» Your instructions
Only one stretch of the data below should be repeated: the lines from the line containing "the marked node." through the line containing "fn install(&mut self, rule: &StyleRule);", inclusive, exactly as they are.

» Extracted material
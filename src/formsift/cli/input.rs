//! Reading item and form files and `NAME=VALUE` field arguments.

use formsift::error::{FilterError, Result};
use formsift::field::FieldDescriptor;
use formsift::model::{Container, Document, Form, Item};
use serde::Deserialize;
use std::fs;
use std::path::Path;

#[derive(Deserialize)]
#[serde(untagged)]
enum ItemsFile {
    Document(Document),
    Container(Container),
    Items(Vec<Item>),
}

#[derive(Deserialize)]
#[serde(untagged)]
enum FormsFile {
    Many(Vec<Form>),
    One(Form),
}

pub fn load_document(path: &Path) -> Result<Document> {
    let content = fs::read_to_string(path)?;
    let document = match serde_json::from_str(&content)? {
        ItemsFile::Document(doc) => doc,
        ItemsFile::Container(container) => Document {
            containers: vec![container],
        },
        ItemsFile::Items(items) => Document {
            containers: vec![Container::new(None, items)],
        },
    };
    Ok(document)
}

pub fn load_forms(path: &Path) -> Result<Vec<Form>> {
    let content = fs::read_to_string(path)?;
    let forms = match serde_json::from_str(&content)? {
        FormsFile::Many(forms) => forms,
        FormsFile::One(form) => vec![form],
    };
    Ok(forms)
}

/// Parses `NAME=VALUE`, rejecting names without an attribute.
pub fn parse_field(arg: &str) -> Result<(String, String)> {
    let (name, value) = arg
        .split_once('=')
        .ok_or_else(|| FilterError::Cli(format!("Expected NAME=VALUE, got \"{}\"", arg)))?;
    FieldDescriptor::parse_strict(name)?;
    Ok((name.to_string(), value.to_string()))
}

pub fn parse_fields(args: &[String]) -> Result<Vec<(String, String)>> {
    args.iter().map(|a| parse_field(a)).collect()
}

---

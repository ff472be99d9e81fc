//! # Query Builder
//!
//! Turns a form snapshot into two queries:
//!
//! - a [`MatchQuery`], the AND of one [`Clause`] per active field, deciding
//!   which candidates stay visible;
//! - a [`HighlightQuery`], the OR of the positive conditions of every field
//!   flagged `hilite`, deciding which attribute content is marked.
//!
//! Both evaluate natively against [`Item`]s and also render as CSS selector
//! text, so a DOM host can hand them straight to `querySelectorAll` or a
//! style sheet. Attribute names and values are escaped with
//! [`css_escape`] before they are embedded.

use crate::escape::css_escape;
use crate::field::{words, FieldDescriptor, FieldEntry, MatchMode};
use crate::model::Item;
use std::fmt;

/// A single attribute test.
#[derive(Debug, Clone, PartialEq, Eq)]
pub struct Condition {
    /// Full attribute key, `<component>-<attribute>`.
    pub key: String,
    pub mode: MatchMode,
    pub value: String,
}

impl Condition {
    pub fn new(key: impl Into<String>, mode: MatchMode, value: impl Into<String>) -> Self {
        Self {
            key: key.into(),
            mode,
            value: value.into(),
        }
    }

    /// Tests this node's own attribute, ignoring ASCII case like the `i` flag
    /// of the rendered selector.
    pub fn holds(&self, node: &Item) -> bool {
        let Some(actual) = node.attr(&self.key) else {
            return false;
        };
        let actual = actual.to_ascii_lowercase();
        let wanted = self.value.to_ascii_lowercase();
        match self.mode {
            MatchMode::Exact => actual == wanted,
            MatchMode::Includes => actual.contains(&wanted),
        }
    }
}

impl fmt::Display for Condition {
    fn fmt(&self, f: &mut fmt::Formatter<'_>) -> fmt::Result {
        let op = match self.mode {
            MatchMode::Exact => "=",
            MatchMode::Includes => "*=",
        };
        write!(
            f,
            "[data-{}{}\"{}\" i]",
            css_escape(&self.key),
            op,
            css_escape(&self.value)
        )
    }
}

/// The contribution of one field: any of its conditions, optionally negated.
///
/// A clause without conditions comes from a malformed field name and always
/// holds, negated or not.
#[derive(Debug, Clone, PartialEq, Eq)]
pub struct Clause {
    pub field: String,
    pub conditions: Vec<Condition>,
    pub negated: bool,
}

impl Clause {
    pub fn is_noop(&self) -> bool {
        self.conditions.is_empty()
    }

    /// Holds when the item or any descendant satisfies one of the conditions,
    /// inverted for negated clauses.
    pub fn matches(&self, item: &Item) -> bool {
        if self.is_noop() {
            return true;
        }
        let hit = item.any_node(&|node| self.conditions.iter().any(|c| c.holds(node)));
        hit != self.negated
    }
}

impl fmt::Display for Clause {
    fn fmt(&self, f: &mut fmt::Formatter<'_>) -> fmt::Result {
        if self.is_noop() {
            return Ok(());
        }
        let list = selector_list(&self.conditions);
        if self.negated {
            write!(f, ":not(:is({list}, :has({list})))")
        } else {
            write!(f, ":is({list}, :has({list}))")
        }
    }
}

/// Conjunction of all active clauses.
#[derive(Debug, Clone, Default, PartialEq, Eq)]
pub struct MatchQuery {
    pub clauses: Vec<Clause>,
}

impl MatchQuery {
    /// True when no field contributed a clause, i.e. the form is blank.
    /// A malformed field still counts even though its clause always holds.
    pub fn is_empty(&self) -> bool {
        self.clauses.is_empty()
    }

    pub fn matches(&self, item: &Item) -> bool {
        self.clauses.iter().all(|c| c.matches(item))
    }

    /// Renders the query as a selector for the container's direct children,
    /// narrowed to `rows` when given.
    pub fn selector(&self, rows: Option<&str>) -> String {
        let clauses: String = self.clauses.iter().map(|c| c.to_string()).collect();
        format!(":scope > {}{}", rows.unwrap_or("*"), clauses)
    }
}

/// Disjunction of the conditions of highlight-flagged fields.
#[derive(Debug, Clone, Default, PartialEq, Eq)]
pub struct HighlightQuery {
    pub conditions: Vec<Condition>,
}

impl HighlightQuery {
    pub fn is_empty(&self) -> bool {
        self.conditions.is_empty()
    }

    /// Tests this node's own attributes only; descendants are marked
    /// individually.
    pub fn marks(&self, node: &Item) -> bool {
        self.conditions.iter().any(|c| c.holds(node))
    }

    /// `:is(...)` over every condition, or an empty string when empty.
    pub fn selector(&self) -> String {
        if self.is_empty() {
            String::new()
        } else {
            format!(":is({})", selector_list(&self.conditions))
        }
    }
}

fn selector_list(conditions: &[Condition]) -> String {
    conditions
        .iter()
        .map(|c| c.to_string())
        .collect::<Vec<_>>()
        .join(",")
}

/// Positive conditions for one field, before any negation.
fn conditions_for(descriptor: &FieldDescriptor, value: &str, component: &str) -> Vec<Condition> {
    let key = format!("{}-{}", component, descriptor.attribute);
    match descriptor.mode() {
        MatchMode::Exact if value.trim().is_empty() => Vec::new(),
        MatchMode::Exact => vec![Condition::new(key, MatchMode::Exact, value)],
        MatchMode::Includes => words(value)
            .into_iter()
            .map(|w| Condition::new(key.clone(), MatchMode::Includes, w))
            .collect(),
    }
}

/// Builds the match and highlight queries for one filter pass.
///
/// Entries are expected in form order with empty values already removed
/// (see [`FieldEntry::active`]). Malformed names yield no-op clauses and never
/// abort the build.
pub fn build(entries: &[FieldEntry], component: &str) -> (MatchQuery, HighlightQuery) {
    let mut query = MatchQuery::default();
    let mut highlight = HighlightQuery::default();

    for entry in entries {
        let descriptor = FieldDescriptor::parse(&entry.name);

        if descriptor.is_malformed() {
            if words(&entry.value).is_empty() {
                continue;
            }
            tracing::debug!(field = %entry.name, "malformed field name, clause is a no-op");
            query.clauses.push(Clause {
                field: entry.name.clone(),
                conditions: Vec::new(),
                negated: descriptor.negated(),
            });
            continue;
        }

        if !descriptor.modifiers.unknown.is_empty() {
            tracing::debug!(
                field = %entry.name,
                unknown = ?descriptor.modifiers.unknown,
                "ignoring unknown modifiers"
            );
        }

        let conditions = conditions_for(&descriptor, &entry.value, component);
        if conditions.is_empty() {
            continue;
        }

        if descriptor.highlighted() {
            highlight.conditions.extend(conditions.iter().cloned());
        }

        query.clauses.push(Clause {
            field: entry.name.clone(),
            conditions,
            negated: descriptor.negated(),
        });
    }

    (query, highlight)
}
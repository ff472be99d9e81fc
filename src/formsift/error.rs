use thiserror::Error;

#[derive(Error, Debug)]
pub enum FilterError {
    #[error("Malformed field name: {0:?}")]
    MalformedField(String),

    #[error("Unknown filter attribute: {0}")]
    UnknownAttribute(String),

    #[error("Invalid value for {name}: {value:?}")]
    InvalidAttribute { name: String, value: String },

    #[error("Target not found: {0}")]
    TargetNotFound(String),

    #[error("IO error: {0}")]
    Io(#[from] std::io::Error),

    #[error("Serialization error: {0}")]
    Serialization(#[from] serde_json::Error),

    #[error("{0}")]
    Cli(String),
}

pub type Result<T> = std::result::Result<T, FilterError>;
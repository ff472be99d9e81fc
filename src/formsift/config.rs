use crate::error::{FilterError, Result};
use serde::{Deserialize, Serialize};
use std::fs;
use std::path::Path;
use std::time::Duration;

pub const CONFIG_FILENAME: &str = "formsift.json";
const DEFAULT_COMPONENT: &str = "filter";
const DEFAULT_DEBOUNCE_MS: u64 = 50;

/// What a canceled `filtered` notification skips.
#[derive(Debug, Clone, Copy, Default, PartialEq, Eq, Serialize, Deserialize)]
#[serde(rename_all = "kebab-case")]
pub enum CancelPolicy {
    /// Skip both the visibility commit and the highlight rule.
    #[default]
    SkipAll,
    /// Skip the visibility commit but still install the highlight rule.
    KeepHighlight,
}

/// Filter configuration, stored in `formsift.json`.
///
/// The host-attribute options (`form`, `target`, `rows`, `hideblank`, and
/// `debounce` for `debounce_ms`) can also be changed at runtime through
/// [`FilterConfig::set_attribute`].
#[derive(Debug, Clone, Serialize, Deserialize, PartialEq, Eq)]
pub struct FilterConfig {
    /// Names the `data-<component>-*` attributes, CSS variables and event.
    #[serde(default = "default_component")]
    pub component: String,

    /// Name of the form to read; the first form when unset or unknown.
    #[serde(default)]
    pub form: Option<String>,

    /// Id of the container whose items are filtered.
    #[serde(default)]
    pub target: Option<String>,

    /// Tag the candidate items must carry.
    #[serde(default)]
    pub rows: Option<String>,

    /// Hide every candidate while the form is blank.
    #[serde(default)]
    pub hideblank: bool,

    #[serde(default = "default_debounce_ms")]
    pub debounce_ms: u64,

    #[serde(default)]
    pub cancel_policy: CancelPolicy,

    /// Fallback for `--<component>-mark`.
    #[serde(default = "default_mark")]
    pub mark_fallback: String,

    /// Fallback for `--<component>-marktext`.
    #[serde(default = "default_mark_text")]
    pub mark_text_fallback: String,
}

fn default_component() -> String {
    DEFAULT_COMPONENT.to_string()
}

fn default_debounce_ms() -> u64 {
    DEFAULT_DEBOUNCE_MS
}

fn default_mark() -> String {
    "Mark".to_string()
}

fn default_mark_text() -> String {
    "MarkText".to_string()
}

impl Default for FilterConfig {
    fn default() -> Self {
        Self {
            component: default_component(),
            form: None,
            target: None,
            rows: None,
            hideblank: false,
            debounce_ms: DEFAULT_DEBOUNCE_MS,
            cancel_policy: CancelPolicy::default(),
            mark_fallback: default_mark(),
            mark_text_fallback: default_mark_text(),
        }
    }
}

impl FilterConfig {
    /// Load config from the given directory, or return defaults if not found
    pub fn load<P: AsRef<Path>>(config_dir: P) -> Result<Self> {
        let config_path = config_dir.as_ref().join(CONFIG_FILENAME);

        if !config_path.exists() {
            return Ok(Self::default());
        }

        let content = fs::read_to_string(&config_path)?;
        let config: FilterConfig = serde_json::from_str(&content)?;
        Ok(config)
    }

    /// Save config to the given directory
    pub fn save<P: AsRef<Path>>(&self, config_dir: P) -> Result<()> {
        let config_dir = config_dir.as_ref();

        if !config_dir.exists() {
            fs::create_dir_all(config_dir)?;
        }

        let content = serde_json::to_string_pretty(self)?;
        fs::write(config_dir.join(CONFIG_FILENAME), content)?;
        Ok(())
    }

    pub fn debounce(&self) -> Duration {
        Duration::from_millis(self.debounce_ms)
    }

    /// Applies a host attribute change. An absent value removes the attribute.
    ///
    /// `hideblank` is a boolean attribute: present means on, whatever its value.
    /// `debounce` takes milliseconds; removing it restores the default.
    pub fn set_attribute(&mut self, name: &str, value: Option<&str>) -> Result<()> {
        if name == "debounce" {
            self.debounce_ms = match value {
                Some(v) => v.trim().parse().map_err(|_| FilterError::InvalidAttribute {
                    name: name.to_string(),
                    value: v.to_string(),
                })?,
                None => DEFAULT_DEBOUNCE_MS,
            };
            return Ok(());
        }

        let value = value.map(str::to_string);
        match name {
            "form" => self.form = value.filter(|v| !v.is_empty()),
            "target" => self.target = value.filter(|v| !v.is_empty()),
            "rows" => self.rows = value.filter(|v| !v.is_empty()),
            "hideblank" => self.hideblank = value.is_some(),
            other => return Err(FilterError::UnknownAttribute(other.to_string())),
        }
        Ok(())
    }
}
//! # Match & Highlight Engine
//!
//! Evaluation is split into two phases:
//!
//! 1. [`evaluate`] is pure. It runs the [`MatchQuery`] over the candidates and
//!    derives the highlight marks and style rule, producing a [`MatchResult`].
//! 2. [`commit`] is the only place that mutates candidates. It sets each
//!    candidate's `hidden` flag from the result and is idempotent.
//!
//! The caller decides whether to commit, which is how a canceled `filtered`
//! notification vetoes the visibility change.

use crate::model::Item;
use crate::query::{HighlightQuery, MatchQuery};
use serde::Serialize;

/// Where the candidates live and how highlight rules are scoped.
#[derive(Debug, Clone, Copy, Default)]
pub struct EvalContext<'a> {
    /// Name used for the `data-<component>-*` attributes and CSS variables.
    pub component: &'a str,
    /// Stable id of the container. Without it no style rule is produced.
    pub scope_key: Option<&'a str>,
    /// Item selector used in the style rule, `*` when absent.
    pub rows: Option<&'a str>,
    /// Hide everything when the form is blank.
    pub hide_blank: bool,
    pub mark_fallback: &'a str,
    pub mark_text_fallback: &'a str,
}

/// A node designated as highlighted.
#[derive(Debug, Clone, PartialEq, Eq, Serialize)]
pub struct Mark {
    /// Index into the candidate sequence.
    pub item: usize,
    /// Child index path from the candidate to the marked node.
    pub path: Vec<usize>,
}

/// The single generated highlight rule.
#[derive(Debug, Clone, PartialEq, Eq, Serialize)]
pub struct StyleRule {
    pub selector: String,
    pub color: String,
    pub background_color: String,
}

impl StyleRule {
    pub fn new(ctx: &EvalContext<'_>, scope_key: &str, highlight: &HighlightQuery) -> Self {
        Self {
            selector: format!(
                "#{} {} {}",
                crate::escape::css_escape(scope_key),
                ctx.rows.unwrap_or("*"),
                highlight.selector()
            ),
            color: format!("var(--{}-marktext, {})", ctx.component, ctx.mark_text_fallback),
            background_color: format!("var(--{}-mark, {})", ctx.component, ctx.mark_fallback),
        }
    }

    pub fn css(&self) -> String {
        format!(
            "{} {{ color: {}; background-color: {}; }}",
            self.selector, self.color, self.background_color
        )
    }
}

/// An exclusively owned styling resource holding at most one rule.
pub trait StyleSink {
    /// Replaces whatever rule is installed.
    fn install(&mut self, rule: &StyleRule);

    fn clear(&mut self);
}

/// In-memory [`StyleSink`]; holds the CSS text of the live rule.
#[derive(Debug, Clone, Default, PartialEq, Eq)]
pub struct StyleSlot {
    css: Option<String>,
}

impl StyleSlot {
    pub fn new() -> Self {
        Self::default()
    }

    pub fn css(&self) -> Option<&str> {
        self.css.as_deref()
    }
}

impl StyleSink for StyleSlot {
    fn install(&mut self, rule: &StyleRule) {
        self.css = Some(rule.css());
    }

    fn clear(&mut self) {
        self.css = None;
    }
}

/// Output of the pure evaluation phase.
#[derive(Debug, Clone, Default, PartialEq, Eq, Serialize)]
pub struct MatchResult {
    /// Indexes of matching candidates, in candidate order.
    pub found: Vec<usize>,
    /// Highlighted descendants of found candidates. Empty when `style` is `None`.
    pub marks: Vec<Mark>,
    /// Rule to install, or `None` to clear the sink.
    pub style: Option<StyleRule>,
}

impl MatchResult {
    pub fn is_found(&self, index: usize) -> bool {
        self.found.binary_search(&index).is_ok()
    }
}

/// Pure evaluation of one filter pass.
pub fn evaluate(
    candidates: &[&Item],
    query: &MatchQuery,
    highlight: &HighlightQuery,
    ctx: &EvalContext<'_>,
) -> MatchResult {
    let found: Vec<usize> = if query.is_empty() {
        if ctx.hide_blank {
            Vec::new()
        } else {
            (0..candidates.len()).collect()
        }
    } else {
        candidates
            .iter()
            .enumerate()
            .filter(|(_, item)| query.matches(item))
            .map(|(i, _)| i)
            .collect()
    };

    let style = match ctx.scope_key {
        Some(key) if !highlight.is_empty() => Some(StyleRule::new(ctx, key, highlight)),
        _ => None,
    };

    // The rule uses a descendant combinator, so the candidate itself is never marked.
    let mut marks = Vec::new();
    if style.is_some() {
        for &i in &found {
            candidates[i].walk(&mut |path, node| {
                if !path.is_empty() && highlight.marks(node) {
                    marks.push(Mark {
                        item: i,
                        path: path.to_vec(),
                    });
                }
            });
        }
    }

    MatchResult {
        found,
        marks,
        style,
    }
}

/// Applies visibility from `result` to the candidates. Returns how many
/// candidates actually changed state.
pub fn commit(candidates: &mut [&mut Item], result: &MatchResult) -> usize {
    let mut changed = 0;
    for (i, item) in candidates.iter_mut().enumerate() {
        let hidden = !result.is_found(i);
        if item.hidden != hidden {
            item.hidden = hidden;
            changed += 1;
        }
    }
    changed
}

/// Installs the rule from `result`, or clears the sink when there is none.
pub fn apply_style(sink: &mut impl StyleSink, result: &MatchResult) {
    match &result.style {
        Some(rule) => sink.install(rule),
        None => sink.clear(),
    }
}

* * *

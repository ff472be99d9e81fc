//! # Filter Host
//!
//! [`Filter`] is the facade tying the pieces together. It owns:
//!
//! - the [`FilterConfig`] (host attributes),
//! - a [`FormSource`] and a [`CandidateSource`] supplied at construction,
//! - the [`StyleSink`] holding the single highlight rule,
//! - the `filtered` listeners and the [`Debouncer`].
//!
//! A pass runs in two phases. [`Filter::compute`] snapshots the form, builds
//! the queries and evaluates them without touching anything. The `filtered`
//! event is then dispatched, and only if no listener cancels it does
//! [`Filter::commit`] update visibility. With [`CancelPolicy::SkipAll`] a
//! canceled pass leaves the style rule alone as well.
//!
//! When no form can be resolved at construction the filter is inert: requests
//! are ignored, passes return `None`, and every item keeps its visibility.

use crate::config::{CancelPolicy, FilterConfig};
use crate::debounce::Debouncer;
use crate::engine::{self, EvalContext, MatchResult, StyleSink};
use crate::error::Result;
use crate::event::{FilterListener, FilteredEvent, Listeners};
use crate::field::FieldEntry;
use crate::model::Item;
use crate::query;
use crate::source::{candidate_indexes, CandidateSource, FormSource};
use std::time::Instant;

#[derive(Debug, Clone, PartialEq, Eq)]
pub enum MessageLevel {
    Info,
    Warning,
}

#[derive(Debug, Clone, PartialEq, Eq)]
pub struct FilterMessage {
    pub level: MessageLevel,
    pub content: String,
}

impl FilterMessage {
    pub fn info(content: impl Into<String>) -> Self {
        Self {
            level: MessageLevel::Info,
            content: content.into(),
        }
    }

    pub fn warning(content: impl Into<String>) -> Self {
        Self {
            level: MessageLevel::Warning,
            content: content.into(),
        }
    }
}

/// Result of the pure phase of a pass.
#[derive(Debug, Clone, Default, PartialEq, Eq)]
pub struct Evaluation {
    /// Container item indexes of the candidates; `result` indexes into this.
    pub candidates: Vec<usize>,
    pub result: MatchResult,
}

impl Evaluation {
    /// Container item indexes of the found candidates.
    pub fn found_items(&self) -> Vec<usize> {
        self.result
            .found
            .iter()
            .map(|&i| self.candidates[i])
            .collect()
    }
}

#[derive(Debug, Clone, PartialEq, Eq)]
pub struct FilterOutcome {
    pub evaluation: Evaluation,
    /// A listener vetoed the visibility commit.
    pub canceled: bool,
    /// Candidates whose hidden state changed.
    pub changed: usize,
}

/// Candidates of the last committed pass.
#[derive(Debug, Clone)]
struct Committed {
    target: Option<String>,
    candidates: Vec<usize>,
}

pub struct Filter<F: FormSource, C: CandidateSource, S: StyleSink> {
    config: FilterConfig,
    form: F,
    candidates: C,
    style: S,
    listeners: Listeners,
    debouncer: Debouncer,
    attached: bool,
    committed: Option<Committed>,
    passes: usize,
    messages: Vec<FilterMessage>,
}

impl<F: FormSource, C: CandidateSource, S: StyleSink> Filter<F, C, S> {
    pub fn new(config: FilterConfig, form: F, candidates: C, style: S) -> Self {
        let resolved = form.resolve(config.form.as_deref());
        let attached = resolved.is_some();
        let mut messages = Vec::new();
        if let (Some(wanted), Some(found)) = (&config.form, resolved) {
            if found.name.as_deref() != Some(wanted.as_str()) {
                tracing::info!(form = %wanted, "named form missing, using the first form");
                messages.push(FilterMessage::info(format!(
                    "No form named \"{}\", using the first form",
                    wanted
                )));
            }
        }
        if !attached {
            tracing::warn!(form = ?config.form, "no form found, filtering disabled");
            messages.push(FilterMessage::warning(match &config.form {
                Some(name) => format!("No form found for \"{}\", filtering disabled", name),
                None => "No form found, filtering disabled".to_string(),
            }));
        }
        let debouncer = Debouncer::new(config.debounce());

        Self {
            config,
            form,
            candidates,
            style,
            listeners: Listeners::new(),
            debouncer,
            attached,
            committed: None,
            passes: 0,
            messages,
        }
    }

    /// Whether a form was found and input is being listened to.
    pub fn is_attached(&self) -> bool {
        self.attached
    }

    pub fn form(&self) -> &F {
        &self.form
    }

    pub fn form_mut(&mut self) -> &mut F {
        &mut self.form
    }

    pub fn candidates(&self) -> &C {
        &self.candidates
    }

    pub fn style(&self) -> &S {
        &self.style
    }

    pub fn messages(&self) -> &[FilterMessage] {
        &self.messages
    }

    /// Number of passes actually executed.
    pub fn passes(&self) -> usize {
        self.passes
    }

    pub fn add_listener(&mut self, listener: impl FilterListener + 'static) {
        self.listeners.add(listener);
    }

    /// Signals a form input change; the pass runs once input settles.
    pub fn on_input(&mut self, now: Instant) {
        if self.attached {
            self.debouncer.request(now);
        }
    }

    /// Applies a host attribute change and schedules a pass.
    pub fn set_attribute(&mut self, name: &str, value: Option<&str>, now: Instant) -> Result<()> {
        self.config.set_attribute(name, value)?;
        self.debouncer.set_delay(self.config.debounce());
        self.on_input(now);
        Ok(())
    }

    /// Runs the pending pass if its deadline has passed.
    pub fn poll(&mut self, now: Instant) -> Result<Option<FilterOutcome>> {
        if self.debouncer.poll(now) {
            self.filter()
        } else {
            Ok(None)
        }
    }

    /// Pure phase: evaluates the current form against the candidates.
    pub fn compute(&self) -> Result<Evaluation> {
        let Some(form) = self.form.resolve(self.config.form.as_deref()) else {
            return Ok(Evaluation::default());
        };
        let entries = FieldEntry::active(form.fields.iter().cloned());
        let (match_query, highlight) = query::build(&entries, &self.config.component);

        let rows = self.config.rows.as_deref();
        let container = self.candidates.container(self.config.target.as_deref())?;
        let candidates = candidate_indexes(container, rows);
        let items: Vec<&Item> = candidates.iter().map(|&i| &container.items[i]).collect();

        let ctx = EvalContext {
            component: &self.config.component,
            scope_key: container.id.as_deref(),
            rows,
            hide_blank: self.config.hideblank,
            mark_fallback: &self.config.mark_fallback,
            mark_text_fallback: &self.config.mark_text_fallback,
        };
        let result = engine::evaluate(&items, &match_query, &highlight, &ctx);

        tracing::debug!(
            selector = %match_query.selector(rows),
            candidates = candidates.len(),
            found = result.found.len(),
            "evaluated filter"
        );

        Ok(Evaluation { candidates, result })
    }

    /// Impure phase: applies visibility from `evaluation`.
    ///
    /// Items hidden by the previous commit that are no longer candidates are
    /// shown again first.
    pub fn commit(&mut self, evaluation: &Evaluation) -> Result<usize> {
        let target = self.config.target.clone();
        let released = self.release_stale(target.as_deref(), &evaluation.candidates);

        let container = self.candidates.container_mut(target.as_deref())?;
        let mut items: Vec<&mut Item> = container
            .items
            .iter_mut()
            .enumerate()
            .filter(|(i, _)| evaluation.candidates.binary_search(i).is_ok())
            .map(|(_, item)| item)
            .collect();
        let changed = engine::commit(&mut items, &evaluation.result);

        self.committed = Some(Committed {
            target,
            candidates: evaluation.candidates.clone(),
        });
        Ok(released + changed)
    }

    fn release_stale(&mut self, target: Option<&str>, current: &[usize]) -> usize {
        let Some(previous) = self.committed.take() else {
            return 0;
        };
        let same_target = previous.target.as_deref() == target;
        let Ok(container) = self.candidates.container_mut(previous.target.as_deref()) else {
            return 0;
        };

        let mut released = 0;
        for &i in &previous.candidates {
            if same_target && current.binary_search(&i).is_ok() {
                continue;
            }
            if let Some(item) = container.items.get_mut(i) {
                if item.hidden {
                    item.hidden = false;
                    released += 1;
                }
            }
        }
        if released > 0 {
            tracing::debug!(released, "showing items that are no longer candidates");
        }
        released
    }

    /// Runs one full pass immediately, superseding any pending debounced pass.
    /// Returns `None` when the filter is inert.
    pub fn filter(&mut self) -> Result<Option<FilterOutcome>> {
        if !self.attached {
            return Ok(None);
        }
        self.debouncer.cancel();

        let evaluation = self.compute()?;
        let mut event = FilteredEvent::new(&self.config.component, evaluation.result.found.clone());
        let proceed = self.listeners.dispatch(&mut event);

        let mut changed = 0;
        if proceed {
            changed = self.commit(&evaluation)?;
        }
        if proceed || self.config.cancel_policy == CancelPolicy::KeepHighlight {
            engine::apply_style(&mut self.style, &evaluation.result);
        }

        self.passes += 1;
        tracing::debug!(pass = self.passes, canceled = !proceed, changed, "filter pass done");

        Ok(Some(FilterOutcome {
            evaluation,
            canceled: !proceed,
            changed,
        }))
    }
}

» Output of the task
    /// Child index path from the candidate to the marked node.
    pub path: Vec<usize>,
}

/// The single generated highlight rule.
#[derive(Debug, Clone, PartialEq, Eq, Serialize)]
pub struct StyleRule {
    pub selector: String,
    pub color: String,
    pub background_color: String,
}

impl StyleRule {
    pub fn new(ctx: &EvalContext<'_>, scope_key: &str, highlight: &HighlightQuery) -> Self {
        Self {
            selector: format!(
                "#{} {} {}",
                crate::escape::css_escape(scope_key),
                ctx.rows.unwrap_or("*"),
                highlight.selector()
            ),
            color: format!("var(--{}-marktext, {})", ctx.component, ctx.mark_text_fallback),
            background_color: format!("var(--{}-mark, {})", ctx.component, ctx.mark_fallback),
        }
    }

    pub fn css(&self) -> String {
        format!(
            "{} {{ color: {}; background-color: {}; }}",
            self.selector, self.color, self.background_color
        )
    }
}

/// An exclusively owned styling resource holding at most one rule.
pub trait StyleSink {
    /// Replaces whatever rule is installed.
    fn install(&mut self, rule: &StyleRule);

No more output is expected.